--- EXERCISE DIRECTIONS ---
Report how many lines in the records below contain the word "scale". Nothing else belongs in the answer.

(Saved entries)
● ● ● ● ● ● ●

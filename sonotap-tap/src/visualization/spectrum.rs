//! FFT spectrum analyzer
//!
//! Keeps the most recent `fft_size` mono samples in a circular buffer and
//! produces normalized, smoothed magnitudes for the first N/2 bins.
//! Normalization is adaptive (relative to the frame's own peak), so the
//! output shape is stable regardless of playback volume.

use super::fft::{Complex, Fft};
use crate::error::{Error, Result};
use std::f32::consts::PI;

/// Peaks at or below this are treated as silence and not normalized
const NORMALIZE_EPSILON: f32 = 1e-10;

pub struct SpectrumAnalyzer {
    fft: Fft,
    sample_rate: u32,
    use_window: bool,
    smoothing: f32,

    /// Circular input buffer
    input: Vec<f32>,
    write_pos: usize,

    /// Precomputed Hann coefficients
    window: Vec<f32>,

    /// Pre-sized FFT work buffer
    scratch: Vec<Complex>,

    /// Smoothed magnitudes, one per bin
    smoothed: Vec<f32>,
}

impl SpectrumAnalyzer {
    pub fn new(fft_size: usize, sample_rate: u32, use_window: bool, smoothing: f32) -> Result<Self> {
        if sample_rate == 0 {
            return Err(Error::InvalidSampleRate(sample_rate));
        }
        if !(0.0..1.0).contains(&smoothing) {
            return Err(Error::Config(format!("spectrum smoothing {} outside [0, 1)", smoothing)));
        }
        let fft = Fft::new(fft_size)?;

        let window = (0..fft_size)
            .map(|i| 0.5 * (1.0 - (2.0 * PI * i as f32 / (fft_size - 1) as f32).cos()))
            .collect();

        Ok(Self {
            fft,
            sample_rate,
            use_window,
            smoothing,
            input: vec![0.0; fft_size],
            write_pos: 0,
            window,
            scratch: vec![Complex::ZERO; fft_size],
            smoothed: vec![0.0; fft_size / 2],
        })
    }

    pub fn fft_size(&self) -> usize {
        self.fft.size()
    }

    pub fn bin_count(&self) -> usize {
        self.fft.size() / 2
    }

    /// Hz per bin
    pub fn frequency_resolution(&self) -> f32 {
        self.sample_rate as f32 / self.fft.size() as f32
    }

    /// Nyquist frequency
    pub fn max_frequency(&self) -> f32 {
        self.sample_rate as f32 / 2.0
    }

    /// Append mono samples, wrapping the write pointer
    ///
    /// Non-finite samples are stored as silence.
    pub fn add_samples(&mut self, mono: &[f32]) {
        let n = self.input.len();
        for &sample in mono {
            self.input[self.write_pos] = if sample.is_finite() { sample } else { 0.0 };
            self.write_pos = (self.write_pos + 1) % n;
        }
    }

    /// Transform the current window and return smoothed magnitudes in [0, 1]
    ///
    /// Advances the smoothing state; the returned vector is an independent copy.
    pub fn magnitudes(&mut self) -> Vec<f32> {
        let n = self.input.len();

        // Chronological order starting at the oldest sample
        for i in 0..n {
            let mut sample = self.input[(self.write_pos + i) % n];
            if self.use_window {
                sample *= self.window[i];
            }
            self.scratch[i] = Complex::new(sample, 0.0);
        }

        self.fft.process(&mut self.scratch);

        let bins = n / 2;
        let scale = 2.0 / n as f32;
        let mut peak = 0.0f32;
        for bin in 0..bins {
            let magnitude = self.scratch[bin].norm() * scale;
            // reuse the real part as the per-bin magnitude
            self.scratch[bin].re = magnitude;
            peak = peak.max(magnitude);
        }

        let normalize = peak > NORMALIZE_EPSILON;
        let alpha = self.smoothing;
        for bin in 0..bins {
            let mut magnitude = self.scratch[bin].re;
            if !magnitude.is_finite() {
                magnitude = 0.0;
            }
            if normalize {
                magnitude = (magnitude / peak).min(1.0);
            }
            self.smoothed[bin] = self.smoothed[bin] * alpha + magnitude * (1.0 - alpha);
        }

        self.smoothed.clone()
    }

    /// Centre frequency of each bin
    pub fn frequencies(&self) -> Vec<f32> {
        let resolution = self.frequency_resolution();
        (0..self.bin_count()).map(|bin| bin as f32 * resolution).collect()
    }

    pub fn reset(&mut self) {
        self.input.fill(0.0);
        self.smoothed.fill(0.0);
        self.write_pos = 0;
    }
}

● ● ● ● ● ● ●

--- ANSWER TO THE EXERCISE ---
2